Do you know of any other colabs and/or github Text-to-Image systems I have missed? Let me know and I will see if I can convert them to work with Visions of Chaos for a future release. If you know of any public Discords with other colabs being shared let me know too.
Jason.
Attractive women seems to be the last barrier holding AI back and preventing the unavoidable takeover of entirety of an art industry 😀
Are there any AIs apart from Dalee Ru that somebody without 3090 can play with?
Thanks for your explorations (and Visions of Chaos)
Depends what GPU you have and how much VRAM it has.

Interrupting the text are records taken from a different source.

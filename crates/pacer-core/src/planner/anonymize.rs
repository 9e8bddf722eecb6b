//! Replaces personally identifying profile fields with fixed placeholders.

use crate::models::{Plan, Profile};

/// Stands in for the profile name in every artifact.
pub const PLACEHOLDER_NAME: &str = "Anonymous";

/// Stands in for the profile email in every artifact.
pub const PLACEHOLDER_EMAIL: &str = "anonymous@example.invalid";

/// Identifiers shorter than this are not searched for inside free text.
const MIN_SCRUB_LEN: usize = 2;

/// Scrubs one profile's name and email.
///
/// Built from the profile before anonymization, so it can also clean free
/// text supplied alongside the plan (share links, advisories).
#[derive(Debug, Clone, Default)]
pub struct AnonymizeFilter {
    replacements: Vec<(String, &'static str)>,
}

impl AnonymizeFilter {
    pub fn for_profile(profile: &Profile) -> Self {
        let mut replacements = Vec::new();
        // email first: it may contain the name
        if let Some(email) = profile.email.as_deref().map(str::trim) {
            if email != PLACEHOLDER_EMAIL && email.len() >= MIN_SCRUB_LEN {
                replacements.push((email.to_string(), PLACEHOLDER_EMAIL));
            }
        }
        if let Some(name) = profile.name.as_deref().map(str::trim) {
            if name != PLACEHOLDER_NAME && name.len() >= MIN_SCRUB_LEN {
                replacements.push((name.to_string(), PLACEHOLDER_NAME));
            }
        }
        Self { replacements }
    }

    /// Replace every occurrence of the identifiers in `text`.
    pub fn scrub(&self, text: &str) -> String {
        self.replacements
            .iter()
            .fold(text.to_string(), |acc, (needle, placeholder)| {
                acc.replace(needle.as_str(), placeholder)
            })
    }

    /// Anonymized copy of `plan`. Session content is left untouched.
    pub fn apply(&self, plan: &Plan) -> Plan {
        let mut plan = plan.clone();
        let profile = &mut plan.profile;
        if profile.name.is_some() {
            profile.name = Some(PLACEHOLDER_NAME.to_string());
        }
        if profile.email.is_some() {
            profile.email = Some(PLACEHOLDER_EMAIL.to_string());
        }
        profile.goal = profile.goal.as_deref().map(|goal| self.scrub(goal));
        profile.anonymize = true;
        plan
    }
}

/// Anonymized copy of `plan`. Applying it twice equals applying it once.
pub fn anonymize(plan: &Plan) -> Plan {
    AnonymizeFilter::for_profile(&plan.profile).apply(plan)
}

#[cfg(test)]
mod tests {
    use super::*;
    use crate::test_fixtures::create_short_plan;

    #[test]
    fn test_anonymize_replaces_name_and_email() {
        let plan = create_short_plan(1);
        let anonymous = anonymize(&plan);
        assert_eq!(anonymous.profile.name.as_deref(), Some(PLACEHOLDER_NAME));
        assert_eq!(anonymous.profile.email.as_deref(), Some(PLACEHOLDER_EMAIL));
        assert!(anonymous.profile.anonymize);
        assert_eq!(anonymous.weeks, plan.weeks);
    }

    #[test]
    fn test_anonymize_is_idempotent() {
        let mut plan = create_short_plan(2);
        plan.profile.goal = Some("Alex Runner runs a 5K, mail alex@example.com".to_string());
        let once = anonymize(&plan);
        let twice = anonymize(&once);
        assert_eq!(once, twice);
        assert_eq!(
            once.profile.goal.as_deref(),
            Some("Anonymous runs a 5K, mail anonymous@example.invalid")
        );
    }

    #[test]
    fn test_absent_fields_stay_absent() {
        let mut plan = create_short_plan(1);
        plan.profile.name = None;
        plan.profile.email = None;
        let anonymous = anonymize(&plan);
        assert_eq!(anonymous.profile.name, None);
        assert_eq!(anonymous.profile.email, None);
    }

    #[test]
    fn test_scrub_free_text() {
        let plan = create_short_plan(1);
        let filter = AnonymizeFilter::for_profile(&plan.profile);
        assert_eq!(
            filter.scrub("https://example.com/share?who=alex@example.com"),
            "https://example.com/share?who=anonymous@example.invalid"
        );
    }
}
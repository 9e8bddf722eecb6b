//! Pacer command line application.

mod args;
mod cli;
mod renderer;

use anyhow::{Context, Result};
use args::{Args, Commands};
use clap::Parser;
use cli::Cli;
use log::info;
use pacer_core::Settings;
use renderer::TerminalRenderer;

#[tokio::main]
async fn main() -> Result<()> {
    env_logger::init();

    let Args {
        settings,
        no_color,
        concurrent,
        command,
    } = Args::parse();

    let loaded = Settings::load(settings.as_deref()).context("Failed to load settings")?;
    let renderer = TerminalRenderer::new(!no_color);
    let cli = Cli::new(loaded, settings, renderer).concurrent(concurrent);

    info!("Pacer started");

    match command {
        Commands::Generate(args) => cli.generate(args).await,
        Commands::Show(args) => cli.show(args),
        Commands::Progress(args) => cli.progress(args),
        Commands::Settings { command } => cli.handle_settings_command(command),
    }
}
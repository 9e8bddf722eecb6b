//! Parameter structures for Pacer operations
//!
//! These structures carry raw, unvalidated input from whatever interface
//! collected it (CLI flags, a settings file, a future GUI) without any
//! framework-specific derives. Validation into the typed models happens here,
//! in one place, so every interface rejects the same inputs with the same
//! errors.
//!
//! ```text
//! ┌─────────────────┐    ┌─────────────────┐    ┌─────────────────┐
//! │   CLI Args      │    │  Core Params    │    │  Typed Models   │
//! │  (clap derives) │───▶│ (raw strings)   │───▶│ Profile/Config  │
//! └─────────────────┘    └─────────────────┘    └─────────────────┘
//! ```
//!
//! Interface layers convert their own argument types into these params with
//! `From` impls and call [`ProfileParams::into_profile`] /
//! [`PlanParams::into_config`].

use std::collections::BTreeSet;

use jiff::{
    civil::{Date, Time},
    ToSpan,
};
use serde::{Deserialize, Serialize};

use crate::{
    error::{PacerError, Result},
    models::{
        config::{parse_weekday, weekday_offset, DEFAULT_MIN_SESSION_SECS},
        Gender, Language, PlanConfig, Profile, UnitSystem, Weight, WeekdayOffset,
    },
};

/// Raw profile input.
#[derive(Debug, Clone, Default, Serialize, Deserialize)]
pub struct ProfileParams {
    pub name: Option<String>,
    pub email: Option<String>,
    pub age: Option<u32>,
    /// Weight in the unit implied by `units`
    pub weight: Option<f64>,
    /// `metric` or `imperial`
    pub units: Option<String>,
    pub gender: Option<String>,
    pub language: Option<String>,
    /// `YYYY-MM-DD`
    pub start_date: Option<String>,
    /// `HH:MM`, 24-hour clock
    pub session_time: Option<String>,
    pub goal: Option<String>,
    #[serde(default)]
    pub anonymize: bool,
}

/// Raw plan configuration input. Unset fields take the defaults of
/// [`PlanConfig::default`].
#[derive(Debug, Clone, Default, Serialize, Deserialize)]
pub struct PlanParams {
    pub weeks: Option<u32>,
    pub sessions_per_week: Option<u32>,
    /// Weekday names such as `mon`, `wed`, `fri`
    pub weekdays: Option<Vec<String>>,
    #[serde(default)]
    pub rest_days: Vec<String>,
    pub min_session_minutes: Option<u32>,
}

fn required<T>(value: Option<T>, field: &str) -> Result<T> {
    value.ok_or_else(|| PacerError::invalid_profile(field).with_reason("is required"))
}

fn non_blank(value: Option<String>) -> Option<String> {
    value
        .map(|v| v.trim().to_string())
        .filter(|v| !v.is_empty())
}

/// Parse a `YYYY-MM-DD` calendar date.
///
/// # Errors
///
/// Returns `PacerError::InvalidProfile` for the `start_date` field.
pub fn parse_date(s: &str) -> Result<Date> {
    s.trim().parse::<Date>().map_err(|e| {
        PacerError::invalid_profile("start_date")
            .with_reason(format!("expected YYYY-MM-DD, got '{s}': {e}"))
    })
}

/// Parse an `HH:MM` 24-hour time of day.
///
/// # Errors
///
/// Returns `PacerError::InvalidProfile` for the `session_time` field.
pub fn parse_time(s: &str) -> Result<Time> {
    let invalid = || {
        PacerError::invalid_profile("session_time")
            .with_reason(format!("expected HH:MM (24h), got '{s}'"))
    };
    let (hour, minute) = s.trim().split_once(':').ok_or_else(invalid)?;
    let hour: i8 = hour.parse().map_err(|_| invalid())?;
    let minute: i8 = minute.parse().map_err(|_| invalid())?;
    Time::new(hour, minute, 0, 0).map_err(|_| invalid())
}

/// The Monday strictly after `today`.
pub fn next_monday(today: Date) -> Date {
    let days_ahead = 7 - i64::from(weekday_offset(today.weekday()));
    today.checked_add(days_ahead.days()).unwrap_or(today)
}

/// Training weekdays spread evenly over the week, starting on Monday.
pub fn spread_pattern(sessions_per_week: u32) -> Vec<WeekdayOffset> {
    let n = sessions_per_week.clamp(1, 7);
    let step = 7 / n;
    (0..n)
        .filter_map(|i| WeekdayOffset::try_from(i * step).ok())
        .collect()
}

impl ProfileParams {
    /// Validate the raw input into a [`Profile`].
    ///
    /// # Errors
    ///
    /// Returns `PacerError::InvalidProfile` for missing, unparsable or
    /// out-of-range values.
    pub fn into_profile(self) -> Result<Profile> {
        let units: UnitSystem = match self.units.as_deref() {
            Some(units) => units
                .parse()
                .map_err(|e: String| PacerError::invalid_profile("units").with_reason(e))?,
            None => UnitSystem::default(),
        };
        let gender: Gender = required(self.gender, "gender")?
            .parse()
            .map_err(|e: String| PacerError::invalid_profile("gender").with_reason(e))?;
        let language: Language = required(self.language, "language")?
            .parse()
            .map_err(|e: String| PacerError::invalid_profile("language").with_reason(e))?;
        let age = required(self.age, "age")?;
        let weight = required(self.weight, "weight")?;
        let start_date = parse_date(&required(self.start_date, "start_date")?)?;
        let session_time = parse_time(&required(self.session_time, "session_time")?)?;

        let profile = Profile {
            name: non_blank(self.name),
            email: non_blank(self.email),
            age,
            weight: Weight {
                value: weight,
                unit: units.weight_unit(),
            },
            gender,
            language,
            units,
            start_date,
            session_time,
            goal: non_blank(self.goal),
            anonymize: self.anonymize,
        };
        profile.validate()?;
        Ok(profile)
    }
}

fn parse_weekdays(names: &[String], field: &str) -> Result<Vec<WeekdayOffset>> {
    names
        .iter()
        .map(|name| {
            parse_weekday(name).ok_or_else(|| {
                PacerError::invalid_config(field)
                    .with_reason(format!("unknown weekday '{name}'"))
            })
        })
        .collect()
}

impl PlanParams {
    /// Validate the raw input into a [`PlanConfig`].
    ///
    /// When only a session count is given the weekdays are spread evenly
    /// from Monday; when only weekdays are given the count follows them.
    ///
    /// # Errors
    ///
    /// Returns `PacerError::InvalidConfig` for unknown weekday names and for
    /// anything [`PlanConfig::validate`] rejects.
    pub fn into_config(self) -> Result<PlanConfig> {
        let defaults = PlanConfig::default();
        let pattern = match &self.weekdays {
            Some(names) => Some(parse_weekdays(names, "weekday_pattern")?),
            None => None,
        };
        let (sessions_per_week, weekday_pattern) = match (self.sessions_per_week, pattern) {
            (Some(n), Some(pattern)) => (n, pattern),
            (Some(n), None) => (n, spread_pattern(n)),
            (None, Some(pattern)) => (u32::try_from(pattern.len()).unwrap_or(0), pattern),
            (None, None) => (defaults.sessions_per_week, defaults.weekday_pattern),
        };
        let rest_days: BTreeSet<WeekdayOffset> = parse_weekdays(&self.rest_days, "rest_days")?
            .into_iter()
            .collect();
        let config = PlanConfig {
            weeks: self.weeks.unwrap_or(defaults.weeks),
            sessions_per_week,
            weekday_pattern,
            rest_days,
            min_session_secs: self
                .min_session_minutes
                .map_or(DEFAULT_MIN_SESSION_SECS, |minutes| minutes.saturating_mul(60)),
        };
        config.validate()?;
        Ok(config)
    }
}
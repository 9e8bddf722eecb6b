//! Profile model: the personal parameters a plan is built for.

use std::{fmt, str::FromStr};

use jiff::civil::{Date, Time};
use serde::{Deserialize, Serialize};

use crate::error::{PacerError, Result};

/// Kilograms per pound.
pub const KG_PER_LB: f64 = 0.453592;

/// Accepted age range in years.
pub const AGE_RANGE: std::ops::RangeInclusive<u32> = 5..=120;

/// Accepted weight range, in the weight's own unit.
pub const WEIGHT_RANGE: std::ops::RangeInclusive<f64> = 30.0..=500.0;

/// Supported output languages.
#[derive(Debug, Clone, Copy, Serialize, Deserialize, PartialEq, Eq, PartialOrd, Ord, Hash, Default)]
#[serde(rename_all = "lowercase")]
pub enum Language {
    /// English
    #[default]
    En,
    /// Spanish
    Es,
}

impl Language {
    /// ISO 639-1 code.
    pub fn as_str(&self) -> &'static str {
        match self {
            Language::En => "en",
            Language::Es => "es",
        }
    }

    /// All supported languages.
    pub fn all() -> &'static [Language] {
        &[Language::En, Language::Es]
    }
}

impl FromStr for Language {
    type Err = String;

    fn from_str(s: &str) -> std::result::Result<Self, Self::Err> {
        match s.to_lowercase().as_str() {
            "en" | "e" | "english" => Ok(Language::En),
            "es" | "s" | "spanish" | "español" => Ok(Language::Es),
            _ => Err(format!("Invalid language: {s}")),
        }
    }
}

impl fmt::Display for Language {
    fn fmt(&self, f: &mut fmt::Formatter<'_>) -> fmt::Result {
        f.write_str(self.as_str())
    }
}

/// Gender as given by the user.
#[derive(Debug, Clone, Copy, Serialize, Deserialize, PartialEq, Eq, Default)]
#[serde(rename_all = "lowercase")]
pub enum Gender {
    Male,
    Female,
    #[default]
    Unspecified,
}

impl FromStr for Gender {
    type Err = String;

    fn from_str(s: &str) -> std::result::Result<Self, Self::Err> {
        match s.to_lowercase().as_str() {
            "m" | "male" => Ok(Gender::Male),
            "f" | "female" => Ok(Gender::Female),
            "" | "u" | "other" | "unspecified" => Ok(Gender::Unspecified),
            _ => Err(format!("Invalid gender: {s}")),
        }
    }
}

impl Gender {
    pub fn as_str(&self) -> &'static str {
        match self {
            Gender::Male => "male",
            Gender::Female => "female",
            Gender::Unspecified => "unspecified",
        }
    }
}

/// Measurement system used for display.
#[derive(Debug, Clone, Copy, Serialize, Deserialize, PartialEq, Eq, Default)]
#[serde(rename_all = "lowercase")]
pub enum UnitSystem {
    #[default]
    Metric,
    Imperial,
}

impl FromStr for UnitSystem {
    type Err = String;

    fn from_str(s: &str) -> std::result::Result<Self, Self::Err> {
        match s.to_lowercase().as_str() {
            "m" | "metric" => Ok(UnitSystem::Metric),
            "i" | "imperial" => Ok(UnitSystem::Imperial),
            _ => Err(format!("Invalid unit system: {s}")),
        }
    }
}

impl UnitSystem {
    /// Unit a weight entered in this system is expressed in.
    pub fn weight_unit(&self) -> WeightUnit {
        match self {
            UnitSystem::Metric => WeightUnit::Kg,
            UnitSystem::Imperial => WeightUnit::Lb,
        }
    }
}

#[derive(Debug, Clone, Copy, Serialize, Deserialize, PartialEq, Eq)]
#[serde(rename_all = "lowercase")]
pub enum WeightUnit {
    Kg,
    Lb,
}

/// A body weight together with the unit it was entered in.
#[derive(Debug, Clone, Copy, Serialize, Deserialize, PartialEq)]
pub struct Weight {
    pub value: f64,
    pub unit: WeightUnit,
}

impl Weight {
    pub fn kg(value: f64) -> Self {
        Self {
            value,
            unit: WeightUnit::Kg,
        }
    }

    pub fn lb(value: f64) -> Self {
        Self {
            value,
            unit: WeightUnit::Lb,
        }
    }

    /// The weight converted to kilograms.
    pub fn in_kg(&self) -> f64 {
        match self.unit {
            WeightUnit::Kg => self.value,
            WeightUnit::Lb => self.value * KG_PER_LB,
        }
    }
}

impl fmt::Display for Weight {
    fn fmt(&self, f: &mut fmt::Formatter<'_>) -> fmt::Result {
        match self.unit {
            WeightUnit::Kg => write!(f, "{:.1} kg", self.value),
            WeightUnit::Lb => write!(f, "{:.1} lb", self.value),
        }
    }
}

/// Validated user parameters.
///
/// Construct through [`crate::params::ProfileParams`]; the plan builder
/// re-checks [`Profile::validate`] so a hand-assembled profile with
/// out-of-range values never reaches a plan.
#[derive(Debug, Clone, Serialize, Deserialize, PartialEq)]
pub struct Profile {
    /// Display name, absent for anonymous plans
    #[serde(default, skip_serializing_if = "Option::is_none")]
    pub name: Option<String>,

    /// Contact address, absent for anonymous plans
    #[serde(default, skip_serializing_if = "Option::is_none")]
    pub email: Option<String>,

    /// Age in whole years
    pub age: u32,

    pub weight: Weight,

    #[serde(default)]
    pub gender: Gender,

    #[serde(default)]
    pub language: Language,

    #[serde(default)]
    pub units: UnitSystem,

    /// First day the plan may schedule a session
    pub start_date: Date,

    /// Time of day every session starts
    pub session_time: Time,

    /// Free-text personal goal
    #[serde(default, skip_serializing_if = "Option::is_none")]
    pub goal: Option<String>,

    /// Strip name and email from every artifact
    #[serde(default)]
    pub anonymize: bool,
}

impl Profile {
    /// Check every range constraint on the profile.
    ///
    /// # Errors
    ///
    /// Returns `PacerError::InvalidProfile` naming the first offending field.
    pub fn validate(&self) -> Result<()> {
        if !AGE_RANGE.contains(&self.age) {
            return Err(PacerError::invalid_profile("age").with_reason(format!(
                "must be between {} and {} years, got {}",
                AGE_RANGE.start(),
                AGE_RANGE.end(),
                self.age
            )));
        }
        if !self.weight.value.is_finite() || !WEIGHT_RANGE.contains(&self.weight.value) {
            return Err(PacerError::invalid_profile("weight").with_reason(format!(
                "must be between {} and {}, got {}",
                WEIGHT_RANGE.start(),
                WEIGHT_RANGE.end(),
                self.weight.value
            )));
        }
        if let Some(email) = &self.email {
            if !email.contains('@') {
                return Err(
                    PacerError::invalid_profile("email").with_reason("must contain '@'")
                );
            }
        }
        if matches!(&self.name, Some(name) if name.trim().is_empty()) {
            return Err(PacerError::invalid_profile("name").with_reason("must not be blank"));
        }
        Ok(())
    }

    /// Body weight in kilograms regardless of the entry unit.
    pub fn weight_kg(&self) -> f64 {
        self.weight.in_kg()
    }
}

I have added a stat for “Maximum resolution on an 8GB 2080” on each script so you can get an idea of which ones work with a lower VRAM GPU.
Jason.
Hey, love the software, I figured id comment to mention that disco has been updated to v4.1 and includes a bunch of new additions and such. I’ve been using the version in VoC but it would be neat to see it updated.
As for GPUs, I’ve had no issues running the disco 3.0 version in VoC on an RTX 3070 which has 8GB of VRAM. Atm, I’ve been running 4 models at 512×512, no crashes, and I’ve run over 90 prompts.
Thank you.
Disco Diffusion 4.1 will be in the next release of Visions of Chaos (v90.8).
To add to this, I’ve been using the custom size with v4.1, and can do 1280×512 with 8GB VRAM on a 2080 Super. With a seed image, I need to drop it to 1152×512.
The website is an indispensable resource & the software is simply amazing. Very much looking forward to Disco diffusion being updated.